[tahoe-dev] Grid ID ideas

Sat May 10 13:49:23 PDT 2008

I had some crazy ideas about how to handle a "grid ID" last night.. I
think this scheme might actually work. Here's my writeup. It's not
particularly coherent, but I think the basic ideas are captured.

 -Brian

= Grid Identifiers =

What makes up a Tahoe "grid"? The rough answer is a fairly-stable set of
Storage Servers.

The read- and write- caps that point to files and directories are scoped to a
particular set of servers. The Tahoe peer-selection and erasure-coding
algorithms provide high availability as long as there is significant overlap
between the servers that were used for upload and the servers that are
available for subsequent download. When new peers are added, the shares will
get spread out in the search space, so clients must work harder to download
their files. When peers are removed, shares are lost, and file health is
threatened. Repair bandwidth must be used to generate new shares, so cost
increases with the rate of server departure. If servers leave the grid too
quickly, repair may not be able to keep up, and files will be lost.
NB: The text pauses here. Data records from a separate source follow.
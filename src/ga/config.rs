//! GA configuration.
//!
//! [`GaConfig`] holds all parameters that control the evolutionary loop.

use crate::error::{check_count, check_rate, Error, Result};
use crate::fitness::Evaluator;

/// Configuration for the Genetic Algorithm.
///
/// # Defaults
///
/// ```
/// use u_staffing::ga::GaConfig;
///
/// let config = GaConfig::default();
/// assert_eq!(config.population_size, 60);
/// assert_eq!(config.max_generations, 500);
/// assert_eq!(config.elitism, 1);
/// ```
///
/// # Builder Pattern
///
/// ```
/// use u_staffing::ga::GaConfig;
///
/// let config = GaConfig::default()
///     .with_population_size(120)
///     .with_crossover_rate(0.8)
///     .with_mutation_rate(0.1)
///     .with_elitism(4)
///     .with_seed(42);
/// assert!(config.validate().is_ok());
/// ```
#[derive(Debug, Clone)]
#[cfg_attr(feature = "serde", derive(serde::Serialize, serde::Deserialize))]
pub struct GaConfig {
    /// Number of individuals in the population.
    pub population_size: usize,

    /// Number of generations to run. There is no early exit.
    pub max_generations: usize,

    /// Probability that a selected pair is recombined (0.0–1.0).
    ///
    /// Otherwise the pair is copied unchanged.
    pub crossover_rate: f64,

    /// Per-gene probability of being marked for a pairwise swap (0.0–1.0).
    pub mutation_rate: f64,

    /// Number of best individuals copied unchanged into the next generation.
    pub elitism: usize,

    /// Fitness model.
    pub evaluator: Evaluator,

    /// Whether to record an [`IterationRecord`](crate::trace::IterationRecord)
    /// per generation.
    pub record_trace: bool,

    /// Random seed for reproducibility.
    ///
    /// `None` uses a random seed.
    pub seed: Option<u64>,
}

impl Default for GaConfig {
    fn default() -> Self {
        Self {
            population_size: 60,
            max_generations: 500,
            crossover_rate: 0.77,
            mutation_rate: 0.2,
            elitism: 1,
            evaluator: Evaluator::default(),
            record_trace: true,
            seed: None,
        }
    }
}

impl GaConfig {
    /// Sets the population size.
    pub fn with_population_size(mut self, n: usize) -> Self {
        self.population_size = n;
        self
    }

    /// Sets the number of generations.
    pub fn with_max_generations(mut self, n: usize) -> Self {
        self.max_generations = n;
        self
    }

    /// Sets the crossover rate.
    pub fn with_crossover_rate(mut self, rate: f64) -> Self {
        self.crossover_rate = rate;
        self
    }

    /// Sets the per-gene mutation rate.
    pub fn with_mutation_rate(mut self, rate: f64) -> Self {
        self.mutation_rate = rate;
        self
    }

    /// Sets the elite count.
    pub fn with_elitism(mut self, n: usize) -> Self {
        self.elitism = n;
        self
    }

    /// Sets the fitness model.
    pub fn with_evaluator(mut self, evaluator: Evaluator) -> Self {
        self.evaluator = evaluator;
        self
    }

    /// Enables or disables the per-generation trace.
    pub fn with_trace(mut self, record: bool) -> Self {
        self.record_trace = record;
        self
    }

    /// Sets the random seed for reproducibility.
    pub fn with_seed(mut self, seed: u64) -> Self {
        self.seed = Some(seed);
        self
    }

    /// Validates the configuration.
    pub fn validate(&self) -> Result<()> {
        check_count("population_size", self.population_size)?;
        check_count("max_generations", self.max_generations)?;
        check_rate("crossover_rate", self.crossover_rate)?;
        check_rate("mutation_rate", self.mutation_rate)?;
        if self.elitism > self.population_size {
            return Err(Error::config(
                "elitism",
                format!(
                    "must not exceed population_size ({}), got {}",
                    self.population_size, self.elitism
                ),
            ));
        }
        self.evaluator.validate()
    }
}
So to get long-term stability, we need that peer set to remain fairly stable.
A peer which joins the grid needs to stick around for a while.

== Multiple Grids ==

The current Tahoe read-cap format doesn't admit the existence of multiple
grids. In fact, the "URI:" prefix implies that these cap strings are
universal: it suggests that this string (plus some protocol definition) is
completely sufficient to recover the file.

However, there are a variety of reasons why we may want to have more than one
Tahoe grid in the world:

 * scaling: there are a variety of problems that are likely to be encountered
   as we attempt to grow a Tahoe grid from a few dozen servers to a few
   thousand, some of which are easier to deal with than others. Maintaining
   connections to servers and keeping up-to-date on the locations of servers
   is one issue. There are design improvements that can work around these,
   but they will take time, and we may not want to wait for that work to be
   done. Begin able to deploy multiple grids may be the best way to get a
   large number of clients using tahoe at once.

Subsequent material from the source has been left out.